_PROBLEM STATEMENT_: Among the records below, find the lines with the word "graph" and copy them.

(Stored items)
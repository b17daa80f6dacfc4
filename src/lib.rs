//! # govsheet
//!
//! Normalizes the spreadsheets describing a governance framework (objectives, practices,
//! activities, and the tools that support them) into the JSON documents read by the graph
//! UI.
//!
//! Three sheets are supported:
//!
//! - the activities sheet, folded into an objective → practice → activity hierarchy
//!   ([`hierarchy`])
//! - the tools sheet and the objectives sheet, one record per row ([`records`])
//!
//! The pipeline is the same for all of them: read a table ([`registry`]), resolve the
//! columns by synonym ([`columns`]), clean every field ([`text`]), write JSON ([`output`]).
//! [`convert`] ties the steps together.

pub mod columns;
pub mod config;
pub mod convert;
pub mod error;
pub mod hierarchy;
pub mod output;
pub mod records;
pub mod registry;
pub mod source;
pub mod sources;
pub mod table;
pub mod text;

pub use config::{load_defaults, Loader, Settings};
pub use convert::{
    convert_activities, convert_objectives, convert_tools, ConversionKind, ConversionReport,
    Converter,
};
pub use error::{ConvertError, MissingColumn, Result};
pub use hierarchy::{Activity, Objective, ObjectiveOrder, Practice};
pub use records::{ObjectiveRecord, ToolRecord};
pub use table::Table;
==
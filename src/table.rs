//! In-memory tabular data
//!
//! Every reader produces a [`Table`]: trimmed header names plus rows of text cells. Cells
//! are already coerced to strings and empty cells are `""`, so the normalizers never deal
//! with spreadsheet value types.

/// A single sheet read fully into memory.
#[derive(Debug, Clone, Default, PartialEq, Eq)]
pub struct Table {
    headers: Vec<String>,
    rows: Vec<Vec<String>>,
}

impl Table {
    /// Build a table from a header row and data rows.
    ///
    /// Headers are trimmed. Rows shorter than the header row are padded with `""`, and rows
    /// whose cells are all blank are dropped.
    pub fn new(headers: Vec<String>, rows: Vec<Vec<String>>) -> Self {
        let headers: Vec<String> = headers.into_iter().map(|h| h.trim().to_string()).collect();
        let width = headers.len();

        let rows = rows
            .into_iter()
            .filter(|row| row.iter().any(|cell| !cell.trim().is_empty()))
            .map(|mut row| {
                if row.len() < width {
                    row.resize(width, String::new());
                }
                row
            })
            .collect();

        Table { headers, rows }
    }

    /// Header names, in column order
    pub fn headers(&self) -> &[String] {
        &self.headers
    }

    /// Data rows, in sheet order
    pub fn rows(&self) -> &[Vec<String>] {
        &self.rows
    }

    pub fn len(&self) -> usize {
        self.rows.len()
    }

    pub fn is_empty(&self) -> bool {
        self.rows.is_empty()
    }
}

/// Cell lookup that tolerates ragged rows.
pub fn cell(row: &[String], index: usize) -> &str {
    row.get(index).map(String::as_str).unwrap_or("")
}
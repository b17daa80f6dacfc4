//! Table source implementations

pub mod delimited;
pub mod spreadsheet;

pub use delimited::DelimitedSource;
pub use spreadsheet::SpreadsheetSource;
...
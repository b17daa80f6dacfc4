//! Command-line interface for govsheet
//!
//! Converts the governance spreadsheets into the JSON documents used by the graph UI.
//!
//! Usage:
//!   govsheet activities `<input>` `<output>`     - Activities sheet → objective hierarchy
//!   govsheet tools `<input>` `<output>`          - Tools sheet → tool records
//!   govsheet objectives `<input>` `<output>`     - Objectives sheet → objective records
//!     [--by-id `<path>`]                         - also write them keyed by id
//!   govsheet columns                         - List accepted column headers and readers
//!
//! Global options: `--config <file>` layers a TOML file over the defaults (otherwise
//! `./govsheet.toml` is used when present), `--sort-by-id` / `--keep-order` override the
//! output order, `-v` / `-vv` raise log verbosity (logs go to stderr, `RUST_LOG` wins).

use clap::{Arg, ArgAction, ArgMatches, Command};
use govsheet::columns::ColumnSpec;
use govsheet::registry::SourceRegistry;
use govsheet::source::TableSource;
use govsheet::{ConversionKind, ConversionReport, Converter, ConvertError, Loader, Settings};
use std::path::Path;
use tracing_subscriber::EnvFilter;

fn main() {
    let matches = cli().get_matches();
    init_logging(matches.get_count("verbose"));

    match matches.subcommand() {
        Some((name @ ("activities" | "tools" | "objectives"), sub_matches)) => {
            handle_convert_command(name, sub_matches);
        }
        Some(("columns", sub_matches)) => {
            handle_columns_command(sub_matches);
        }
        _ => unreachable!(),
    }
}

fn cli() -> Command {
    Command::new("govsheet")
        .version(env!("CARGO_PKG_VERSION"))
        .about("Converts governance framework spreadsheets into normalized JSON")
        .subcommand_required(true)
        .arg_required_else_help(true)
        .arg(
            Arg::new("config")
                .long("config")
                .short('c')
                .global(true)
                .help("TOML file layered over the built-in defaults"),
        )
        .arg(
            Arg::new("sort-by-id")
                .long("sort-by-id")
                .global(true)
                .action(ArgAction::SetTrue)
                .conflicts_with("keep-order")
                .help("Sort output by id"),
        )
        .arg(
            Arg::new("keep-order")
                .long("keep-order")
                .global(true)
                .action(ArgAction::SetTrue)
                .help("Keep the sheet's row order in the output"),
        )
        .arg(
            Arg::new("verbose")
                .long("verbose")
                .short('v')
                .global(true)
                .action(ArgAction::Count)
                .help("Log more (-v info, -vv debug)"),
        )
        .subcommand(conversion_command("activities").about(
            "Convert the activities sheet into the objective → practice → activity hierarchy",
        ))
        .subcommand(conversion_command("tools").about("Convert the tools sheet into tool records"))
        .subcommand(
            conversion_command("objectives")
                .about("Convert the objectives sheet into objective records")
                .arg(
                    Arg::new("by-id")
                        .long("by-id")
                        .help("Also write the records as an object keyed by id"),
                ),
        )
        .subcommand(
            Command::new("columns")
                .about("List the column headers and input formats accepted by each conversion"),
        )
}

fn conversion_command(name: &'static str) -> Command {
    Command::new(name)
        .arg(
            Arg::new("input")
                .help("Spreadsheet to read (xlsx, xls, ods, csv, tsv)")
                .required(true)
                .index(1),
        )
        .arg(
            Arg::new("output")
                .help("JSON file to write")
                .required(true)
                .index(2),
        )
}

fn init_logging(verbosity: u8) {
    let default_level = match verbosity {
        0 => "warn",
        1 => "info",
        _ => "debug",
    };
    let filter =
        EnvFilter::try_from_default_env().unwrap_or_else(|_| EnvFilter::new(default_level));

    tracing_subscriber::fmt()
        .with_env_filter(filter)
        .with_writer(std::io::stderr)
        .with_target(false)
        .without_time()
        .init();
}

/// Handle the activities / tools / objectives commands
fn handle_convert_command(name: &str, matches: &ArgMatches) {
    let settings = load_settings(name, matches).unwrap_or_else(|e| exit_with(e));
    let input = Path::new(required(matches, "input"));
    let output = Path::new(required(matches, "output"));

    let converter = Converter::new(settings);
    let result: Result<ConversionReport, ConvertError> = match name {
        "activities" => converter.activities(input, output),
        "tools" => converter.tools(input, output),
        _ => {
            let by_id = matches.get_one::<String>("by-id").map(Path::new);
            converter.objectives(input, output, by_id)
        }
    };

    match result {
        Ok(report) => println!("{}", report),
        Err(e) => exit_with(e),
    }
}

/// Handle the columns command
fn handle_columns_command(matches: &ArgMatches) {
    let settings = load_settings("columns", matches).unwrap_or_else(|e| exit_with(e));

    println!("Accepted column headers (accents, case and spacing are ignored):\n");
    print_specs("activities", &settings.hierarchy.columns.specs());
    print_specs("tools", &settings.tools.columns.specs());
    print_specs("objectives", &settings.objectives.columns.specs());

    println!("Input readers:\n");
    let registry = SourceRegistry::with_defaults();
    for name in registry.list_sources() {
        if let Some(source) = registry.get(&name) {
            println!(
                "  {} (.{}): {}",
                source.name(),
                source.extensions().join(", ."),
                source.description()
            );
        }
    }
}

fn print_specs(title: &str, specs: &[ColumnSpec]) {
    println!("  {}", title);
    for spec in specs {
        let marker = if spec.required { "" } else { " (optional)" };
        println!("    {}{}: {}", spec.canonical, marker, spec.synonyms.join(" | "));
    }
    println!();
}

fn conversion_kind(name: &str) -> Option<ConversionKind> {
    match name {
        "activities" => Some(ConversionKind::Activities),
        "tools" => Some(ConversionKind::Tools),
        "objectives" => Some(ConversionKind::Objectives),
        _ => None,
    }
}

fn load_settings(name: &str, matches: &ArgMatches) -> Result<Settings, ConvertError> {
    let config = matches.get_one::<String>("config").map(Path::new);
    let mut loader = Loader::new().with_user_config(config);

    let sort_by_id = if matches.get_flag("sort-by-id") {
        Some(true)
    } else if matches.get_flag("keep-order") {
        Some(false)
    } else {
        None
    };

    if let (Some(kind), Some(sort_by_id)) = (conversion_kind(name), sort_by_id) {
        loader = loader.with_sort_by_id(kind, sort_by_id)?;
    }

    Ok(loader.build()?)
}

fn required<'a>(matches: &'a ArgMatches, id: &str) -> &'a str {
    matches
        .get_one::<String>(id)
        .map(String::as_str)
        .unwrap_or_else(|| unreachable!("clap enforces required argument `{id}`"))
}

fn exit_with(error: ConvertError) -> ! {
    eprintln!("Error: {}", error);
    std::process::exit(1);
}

_RESULT OF THIS EXERCISE_:
//! activities, and the tools that support them) into the JSON documents read by the graph
//! Converts the governance spreadsheets into the JSON documents used by the graph UI.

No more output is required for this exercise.